Taxpayers and U.S. national security: reduces Iranian oil revenues that can fund malign activity by maintaining and expanding sanctions on Iran's oil sector and related maritime transport.
U.S. energy workers and domestic producers: helps protect U.S. producers and domestic energy markets by preventing sanctioned Iranian oil from being reintroduced into global markets and undercutting prices.
Low-income individuals, patients, and humanitarian organizations: preserves humanitarian trade by exempting food, medicine, medical devices, and similar assistance so essential aid can continue despite sanctions.
Taxpayers and middle-class families: could raise gasoline, diesel and heating costs for consumers by tightening global oil supply through restrictions on Iranian oil.

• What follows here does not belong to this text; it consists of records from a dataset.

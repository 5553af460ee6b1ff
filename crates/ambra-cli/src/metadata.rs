//! Object-metadata file parsing.
//!
//! The metadata file is a list of `source { ... }` records in textproto
//! shape, one field per line:
//!
//! ```text
//! source {
//!   input_channel: 0
//!   azimuth: -30.0
//!   elevation: 15.0
//!   distance: 1.0
//!   gain: 1.0
//! }
//! ```

use anyhow::{bail, Context, Result};

/// One object source record.
#[derive(Debug, Clone, PartialEq)]
pub struct SourceRecord {
    pub input_channel: usize,
    pub azimuth: f32,
    pub elevation: f32,
    pub distance: f32,
    pub gain: f32,
}

impl Default for SourceRecord {
    fn default() -> Self {
        Self {
            input_channel: 0,
            azimuth: 0.0,
            elevation: 0.0,
            distance: 1.0,
            gain: 1.0,
        }
    }
}

/// Parses the metadata text into source records.
pub fn parse_source_list(text: &str) -> Result<Vec<SourceRecord>> {
    let mut sources = Vec::new();
    let mut current: Option<SourceRecord> = None;

    for (line_number, raw_line) in text.lines().enumerate() {
        let line = raw_line.split('#').next().unwrap_or("").trim();
        if line.is_empty() {
            continue;
        }
        let context = || format!("line {}", line_number + 1);

        if line.starts_with("source") && line.ends_with('{') {
            if current.is_some() {
                bail!("{}: nested source block", context());
            }
            current = Some(SourceRecord::default());
        } else if line == "}" {
            let record = current
                .take()
                .with_context(|| format!("{}: unmatched closing brace", context()))?;
            sources.push(record);
        } else if let Some((key, value)) = line.split_once(':') {
            let record = current
                .as_mut()
                .with_context(|| format!("{}: field outside a source block", context()))?;
            let key = key.trim();
            let value = value.trim();
            match key {
                "input_channel" => {
                    record.input_channel = value
                        .parse()
                        .with_context(|| format!("{}: bad input_channel", context()))?
                }
                "azimuth" => {
                    record.azimuth = value
                        .parse()
                        .with_context(|| format!("{}: bad azimuth", context()))?
                }
                "elevation" => {
                    record.elevation = value
                        .parse()
                        .with_context(|| format!("{}: bad elevation", context()))?
                }
                "distance" => {
                    record.distance = value
                        .parse()
                        .with_context(|| format!("{}: bad distance", context()))?
                }
                "gain" => {
                    record.gain = value
                        .parse()
                        .with_context(|| format!("{}: bad gain", context()))?
                }
                other => bail!("{}: unknown field \"{other}\"", context()),
            }
        } else {
            bail!("{}: unparseable line \"{line}\"", context());
        }
    }
    if current.is_some() {
        bail!("unterminated source block");
    }
    Ok(sources)
}

#[cfg(test)]
mod tests {
    use super::*;

    #[test]
    fn parses_two_sources() {
        let text = r#"
# comment
source {
  input_channel: 0
  azimuth: -30.0
  elevation: 15.0
  distance: 2.0
  gain: 0.5
}
source {
  input_channel: 1
  azimuth: 30.0
}
"#;
        let sources = parse_source_list(text).unwrap();
        assert_eq!(sources.len(), 2);
        assert_eq!(sources[0].input_channel, 0);
        assert_eq!(sources[0].azimuth, -30.0);
        assert_eq!(sources[0].distance, 2.0);
        assert_eq!(sources[0].gain, 0.5);
        // Unset fields keep their defaults.
        assert_eq!(sources[1].distance, 1.0);
        assert_eq!(sources[1].gain, 1.0);
    }

    #[test]
    fn rejects_malformed_blocks() {
        assert!(parse_source_list("source {\nsource {\n}\n}").is_err());
        assert!(parse_source_list("}").is_err());
        assert!(parse_source_list("source {\n  sideways: 3\n}").is_err());
        assert!(parse_source_list("source {\n  azimuth: north\n}").is_err());
        assert!(parse_source_list("source {").is_err());
    }

    #[test]
    fn empty_input_is_empty_list() {
        assert!(parse_source_list("").unwrap().is_empty());
    }
}
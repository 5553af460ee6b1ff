//! Ambisonic encoder: spherical-harmonic panning of point sources.
//!
//! Each encoded input channel carries a source record (gain, azimuth,
//! elevation, distance). The encoder keeps a dense (order+1)^2 x K matrix of
//! SN3D-normalized spherical-harmonic weights; `process` is a plain matrix
//! product over planar audio rows and never allocates.

use std::collections::HashMap;

use ambra_core::{
    acn_sequence, num_ambisonic_channels, sn3d_normalization, Sample,
    NEGATIVE_120_DB_IN_AMPLITUDE, RADIANS_FROM_DEGREES,
};

use crate::buffer::AudioBuffer;
use crate::legendre::AssociatedLegendrePolynomialsGenerator;
use crate::simd;

/// Geometry and gain of one encoded source.
#[derive(Debug, Clone, Copy, PartialEq, Default)]
pub struct Source {
    pub gain: Sample,
    pub azimuth: Sample,
    pub elevation: Sample,
    pub distance: Sample,
}

pub struct AmbisonicEncoder {
    num_input_channels: usize,
    num_output_channels: usize,
    ambisonic_order: usize,
    alp_generator: AssociatedLegendrePolynomialsGenerator,
    sources: HashMap<usize, Source>,
    /// Encoding matrix, row major: (order+1)^2 rows by K columns.
    encoding_matrix: Vec<Sample>,
}

impl AmbisonicEncoder {
    pub fn new(num_input_channels: usize, ambisonic_order: usize) -> Self {
        assert!(num_input_channels > 0);
        assert!(ambisonic_order > 0);
        let num_output_channels = num_ambisonic_channels(ambisonic_order);
        Self {
            num_input_channels,
            num_output_channels,
            ambisonic_order,
            alp_generator: AssociatedLegendrePolynomialsGenerator::new(
                ambisonic_order,
                false,
                false,
            ),
            sources: HashMap::new(),
            encoding_matrix: vec![0.0; num_output_channels * num_input_channels],
        }
    }

    #[inline]
    pub fn num_input_channels(&self) -> usize {
        self.num_input_channels
    }

    #[inline]
    pub fn num_output_channels(&self) -> usize {
        self.num_output_channels
    }

    /// Updates the source feeding `input_channel`. Angles are in degrees,
    /// distance in meters (clamped to a 0.5 m minimum). A no-op when the
    /// record is unchanged. Sources whose effective gain falls below -120 dB
    /// are muted. Only call between render blocks.
    pub fn set_source(
        &mut self,
        input_channel: usize,
        gain: Sample,
        azimuth: Sample,
        elevation: Sample,
        distance: Sample,
    ) {
        assert!(input_channel < self.num_input_channels);
        let record = Source {
            gain,
            azimuth,
            elevation,
            distance,
        };
        if self.sources.get(&input_channel) == Some(&record) {
            return;
        }
        self.sources.insert(input_channel, record);

        let overall_gain = gain / distance.max(0.5);
        if overall_gain < NEGATIVE_120_DB_IN_AMPLITUDE {
            self.clear_column(input_channel);
            return;
        }

        let mut coefficients = vec![0.0; self.num_output_channels];
        self.sh_coeffs(azimuth, elevation, &mut coefficients);
        for (row, coefficient) in coefficients.iter().enumerate() {
            self.encoding_matrix[row * self.num_input_channels + input_channel] =
                coefficient * overall_gain;
        }
    }

    /// Removes the source record of `input_channel` and mutes the channel.
    pub fn remove_source(&mut self, input_channel: usize) {
        assert!(input_channel < self.num_input_channels);
        self.sources.remove(&input_channel);
        self.clear_column(input_channel);
    }

    /// Encodes a planar block: output = matrix * input. Shapes must match the
    /// encoder exactly. Allocation free.
    pub fn process(&self, input: &AudioBuffer, output: &mut AudioBuffer) {
        assert_eq!(input.num_channels(), self.num_input_channels);
        assert_eq!(output.num_channels(), self.num_output_channels);
        assert_eq!(input.num_frames(), output.num_frames());

        for row in 0..self.num_output_channels {
            let weights = &self.encoding_matrix
                [row * self.num_input_channels..(row + 1) * self.num_input_channels];
            let out_row = output.channel_mut(row);
            out_row.fill(0.0);
            for (column, &weight) in weights.iter().enumerate() {
                if weight != 0.0 {
                    simd::scalar_multiply_and_accumulate(weight, input.channel(column), out_row);
                }
            }
        }
    }

    /// Writes the real SN3D spherical-harmonic coefficients for a direction
    /// into `coefficients`, ACN ordered, (order+1)^2 entries.
    pub fn sh_coeffs(&self, azimuth: Sample, elevation: Sample, coefficients: &mut [Sample]) {
        assert_eq!(coefficients.len(), self.num_output_channels);
        let azimuth_rad = azimuth as f64 * RADIANS_FROM_DEGREES;
        let elevation_rad = elevation as f64 * RADIANS_FROM_DEGREES;

        let polynomials = self.alp_generator.generate(elevation_rad.sin());
        for degree in 0..=self.ambisonic_order as i32 {
            for order in -degree..=degree {
                let row = acn_sequence(degree, order);
                let azimuth_term = if order >= 0 {
                    (order as f64 * azimuth_rad).cos()
                } else {
                    (-order as f64 * azimuth_rad).sin()
                };
                coefficients[row] = (sn3d_normalization(degree, order)
                    * polynomials[self.alp_generator.index(degree, order.abs())]
                    * azimuth_term) as Sample;
            }
        }
    }

    fn clear_column(&mut self, input_channel: usize) {
        for row in 0..self.num_output_channels {
            self.encoding_matrix[row * self.num_input_channels + input_channel] = 0.0;
        }
    }
}

#[cfg(test)]
mod tests {
    use super::*;

    #[test]
    fn zero_input_encodes_to_zero() {
        let mut encoder = AmbisonicEncoder::new(2, 2);
        encoder.set_source(0, 1.0, 30.0, 10.0, 1.0);
        encoder.set_source(1, 1.0, -90.0, 0.0, 2.0);
        let input = AudioBuffer::new(2, 16);
        let mut output = AudioBuffer::new(9, 16);
        encoder.process(&input, &mut output);
        for channel in output.channels() {
            assert!(channel.iter().all(|&s| s == 0.0));
        }
    }

    #[test]
    fn removed_source_is_muted() {
        let mut encoder = AmbisonicEncoder::new(1, 1);
        encoder.set_source(0, 1.0, 45.0, 0.0, 1.0);
        encoder.remove_source(0);
        let mut input = AudioBuffer::new(1, 8);
        input.channel_mut(0).fill(1.0);
        let mut output = AudioBuffer::new(4, 8);
        encoder.process(&input, &mut output);
        for channel in output.channels() {
            assert!(channel.iter().all(|&s| s == 0.0));
        }
    }

    #[test]
    fn distance_gain_equivalence() {
        // A source at (gain g, distance d) matches (gain g*d'/d, distance d')
        // column for column; powers of two keep the float math exact.
        let mut near = AmbisonicEncoder::new(1, 3);
        near.set_source(0, 0.5, 10.0, 20.0, 1.0);
        let mut far = AmbisonicEncoder::new(1, 3);
        far.set_source(0, 1.0, 10.0, 20.0, 2.0);
        assert_eq!(near.encoding_matrix, far.encoding_matrix);
    }

    #[test]
    fn minimum_distance_is_clamped() {
        let mut close = AmbisonicEncoder::new(1, 1);
        close.set_source(0, 1.0, 0.0, 0.0, 0.0);
        let mut at_half_meter = AmbisonicEncoder::new(1, 1);
        at_half_meter.set_source(0, 1.0, 0.0, 0.0, 0.5);
        assert_eq!(close.encoding_matrix, at_half_meter.encoding_matrix);
    }

    #[test]
    fn inaudible_source_is_muted() {
        let mut encoder = AmbisonicEncoder::new(1, 1);
        encoder.set_source(0, 1e-7, 0.0, 0.0, 1.0);
        assert!(encoder.encoding_matrix.iter().all(|&w| w == 0.0));
    }

    #[test]
    fn repeated_set_source_is_a_no_op() {
        let mut encoder = AmbisonicEncoder::new(1, 2);
        encoder.set_source(0, 1.0, 12.0, 34.0, 1.5);
        let before = encoder.encoding_matrix.clone();
        encoder.set_source(0, 1.0, 12.0, 34.0, 1.5);
        assert_eq!(before, encoder.encoding_matrix);
    }

    #[test]
    #[should_panic]
    fn out_of_range_channel_panics() {
        let mut encoder = AmbisonicEncoder::new(1, 1);
        encoder.set_source(1, 1.0, 0.0, 0.0, 1.0);
    }
}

Financial institutions, shippers, and businesses: continues or increases compliance costs and transaction delays because banks, maritime firms, and U.S. companies must navigate tightened sanctions on Iranian-linked shipping and energy firms.
Energy companies, contractors, and international partners: immediate or broad sanctions actions can disrupt existing contracts and shipments and create diplomatic friction with allies and international organizations, raising legal and commercial uncertainty.
Based on analysis of 4 sections of legislative text.
Voids an OFAC authorization for Iranian oil deliveries, bars similar future Treasury authorizations, mandates sanctions and visa bans on Iran’s oil sector actors, and orders recurring reports on Strait of Hormuz impacts.
Introduced April 9, 2026 by George Latimer · Last progress April 9, 2026
Nullifies a recent Treasury/OFAC authorization allowing the delivery and sale of Iranian-origin crude and petroleum products and bars Treasury from issuing future authorizations that would permit ordinary transactions tied to such sales. It also requires the President to impose broad sanctions and immigration bans on Iranian persons engaged in oil and gas extraction, refining, production, or maritime transport of petroleum, while preserving narrow humanitarian and international-obligation exceptions, and directs repeated State Department reporting on the effects of a Strait of Hormuz closure on Iranian oil exports and revenues.